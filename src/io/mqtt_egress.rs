//! MQTT publisher for egress events
//!
//! Publishes gateway events for downstream observers:
//! - rfid/associations - association outcomes (QoS 1)
//! - rfid/metrics - periodic metrics snapshots (QoS 0)

use crate::infra::config::Config;
use crate::io::egress_channel::EgressMessage;
use rumqttc::{AsyncClient, Event, MqttOptions, Packet, QoS};
use std::time::Duration;
use tokio::sync::{mpsc, watch};
use tracing::{debug, error, info, warn};

/// MQTT publisher actor
///
/// Receives messages from the egress channel and publishes them to the
/// configured topics. The engine never waits on this path.
pub struct MqttPublisher {
    client: AsyncClient,
    rx: mpsc::Receiver<EgressMessage>,
    associations_topic: String,
    metrics_topic: String,
}

impl MqttPublisher {
    /// Create a new MQTT publisher connected to the configured broker
    pub fn new(config: &Config, rx: mpsc::Receiver<EgressMessage>) -> Self {
        let client_id = format!("rfid-egress-{}", std::process::id());
        let mut mqttoptions = MqttOptions::new(client_id, config.mqtt_host(), config.mqtt_port());
        mqttoptions.set_keep_alive(Duration::from_secs(30));
        mqttoptions.set_clean_session(true);

        if let (Some(username), Some(password)) = (config.mqtt_username(), config.mqtt_password()) {
            mqttoptions.set_credentials(username, password);
        }

        let (client, mut eventloop) = AsyncClient::new(mqttoptions, 100);

        // Drive the connection on its own task
        tokio::spawn(async move {
            loop {
                match eventloop.poll().await {
                    Ok(Event::Incoming(Packet::ConnAck(_))) => {
                        info!("mqtt_egress_connected");
                    }
                    Ok(Event::Incoming(Packet::PubAck(_))) => {
                        debug!("mqtt_egress_puback");
                    }
                    Ok(_) => {}
                    Err(e) => {
                        warn!(error = %e, "mqtt_egress_error");
                        tokio::time::sleep(Duration::from_secs(1)).await;
                    }
                }
            }
        });

        Self {
            client,
            rx,
            associations_topic: config.mqtt_egress_associations_topic().to_string(),
            metrics_topic: config.mqtt_egress_metrics_topic().to_string(),
        }
    }

    /// Run the publisher loop until shutdown, draining what is queued
    pub async fn run(mut self, mut shutdown: watch::Receiver<bool>) {
        info!(
            associations = %self.associations_topic,
            metrics = %self.metrics_topic,
            "mqtt_egress_started"
        );

        loop {
            tokio::select! {
                _ = shutdown.changed() => {
                    if *shutdown.borrow() {
                        info!("mqtt_egress_shutdown");
                        while let Ok(msg) = self.rx.try_recv() {
                            self.publish_message(msg).await;
                        }
                        return;
                    }
                }
                Some(msg) = self.rx.recv() => {
                    self.publish_message(msg).await;
                }
            }
        }
    }

    async fn publish_message(&self, msg: EgressMessage) {
        match msg {
            EgressMessage::Association(payload) => {
                // QoS 1: associations are the product of this gateway
                match serde_json::to_string(&payload) {
                    Ok(json) => {
                        if let Err(e) = self
                            .client
                            .publish(
                                &self.associations_topic,
                                QoS::AtLeastOnce,
                                false,
                                json.as_bytes(),
                            )
                            .await
                        {
                            error!(error = %e, "mqtt_egress_association_failed");
                        }
                    }
                    Err(e) => error!(error = %e, "mqtt_egress_association_encode_failed"),
                }
            }
            EgressMessage::Metrics(payload) => {
                // QoS 0: metrics are droppable
                if let Ok(json) = serde_json::to_string(&payload) {
                    if let Err(e) = self
                        .client
                        .publish(&self.metrics_topic, QoS::AtMostOnce, false, json.as_bytes())
                        .await
                    {
                        debug!(error = %e, "mqtt_egress_metrics_failed");
                    }
                }
            }
        }
    }
}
*-*-*
**Exercise**
Repeat back the material above verbatim, including every line.

**Result of this task**
filename src/io/mqtt_egress.rs
//! MQTT publisher for egress events
//!
//! Publishes gateway events for downstream observers:
//! - rfid/associations - association outcomes (QoS 1)
//! - rfid/metrics - periodic metrics snapshots (QoS 0)

use crate::infra::config::Config;
use crate::io::egress_channel::EgressMessage;
use rumqttc::{AsyncClient, Event, MqttOptions, Packet, QoS};
use std::time::Duration;
use tokio::sync::{mpsc, watch};
use tracing::{debug, error, info, warn};

/// MQTT publisher actor
///
/// Receives messages from the egress channel and publishes them to the
/// configured topics. The engine never waits on this path.
pub struct MqttPublisher {
    client: AsyncClient,
    rx: mpsc::Receiver<EgressMessage>,
    associations_topic: String,
    metrics_topic: String,
}

impl MqttPublisher {
    /// Create a new MQTT publisher connected to the configured broker
    pub fn new(config: &Config, rx: mpsc::Receiver<EgressMessage>) -> Self {
        let client_id = format!("rfid-egress-{}", std::process::id());
        let mut mqttoptions = MqttOptions::new(client_id, config.mqtt_host(), config.mqtt_port());
        mqttoptions.set_keep_alive(Duration::from_secs(30));
        mqttoptions.set_clean_session(true);

        if let (Some(username), Some(password)) = (config.mqtt_username(), config.mqtt_password()) {
            mqttoptions.set_credentials(username, password);
        }

        let (client, mut eventloop) = AsyncClient::new(mqttoptions, 100);

        // Drive the connection on its own task
        tokio::spawn(async move {
            loop {
                match eventloop.poll().await {
                    Ok(Event::Incoming(Packet::ConnAck(_))) => {
                        info!("mqtt_egress_connected");
                    }
                    Ok(Event::Incoming(Packet::PubAck(_))) => {
                        debug!("mqtt_egress_puback");
                    }
                    Ok(_) => {}
                    Err(e) => {
                        warn!(error = %e, "mqtt_egress_error");
                        tokio::time::sleep(Duration::from_secs(1)).await;
                    }
                }
            }
        });

        Self {
            client,
            rx,
            associations_topic: config.mqtt_egress_associations_topic().to_string(),
            metrics_topic: config.mqtt_egress_metrics_topic().to_string(),
        }
    }

    /// Run the publisher loop until shutdown, draining what is queued
    pub async fn run(mut self, mut shutdown: watch::Receiver<bool>) {
        info!(
            associations = %self.associations_topic,
            metrics = %self.metrics_topic,
            "mqtt_egress_started"
        );

        loop {
            tokio::select! {
                _ = shutdown.changed() => {
                    if *shutdown.borrow() {
                        info!("mqtt_egress_shutdown");
                        while let Ok(msg) = self.rx.try_recv() {
                            self.publish_message(msg).await;
                        }
                        return;
                    }
                }
                Some(msg) = self.rx.recv() => {
                    self.publish_message(msg).await;
                }
            }
        }
    }

    async fn publish_message(&self, msg: EgressMessage) {
        match msg {
            EgressMessage::Association(payload) => {
                // QoS 1: associations are the product of this gateway
                match serde_json::to_string(&payload) {
                    Ok(json) => {
                        if let Err(e) = self
                            .client
                            .publish(
                                &self.associations_topic,
                                QoS::AtLeastOnce,
                                false,
                                json.as_bytes(),
                            )
                            .await
                        {
                            error!(error = %e, "mqtt_egress_association_failed");
                        }
                    }
                    Err(e) => error!(error = %e, "mqtt_egress_association_encode_failed"),
                }
            }
            EgressMessage::Metrics(payload) => {
                // QoS 0: metrics are droppable
                if let Ok(json) = serde_json::to_string(&payload) {
                    if let Err(e) = self
                        .client
                        .publish(&self.metrics_topic, QoS::AtMostOnce, false, json.as_bytes())
                        .await
                    {
                        debug!(error = %e, "mqtt_egress_metrics_failed");
                    }
                }
            }
        }
    }
}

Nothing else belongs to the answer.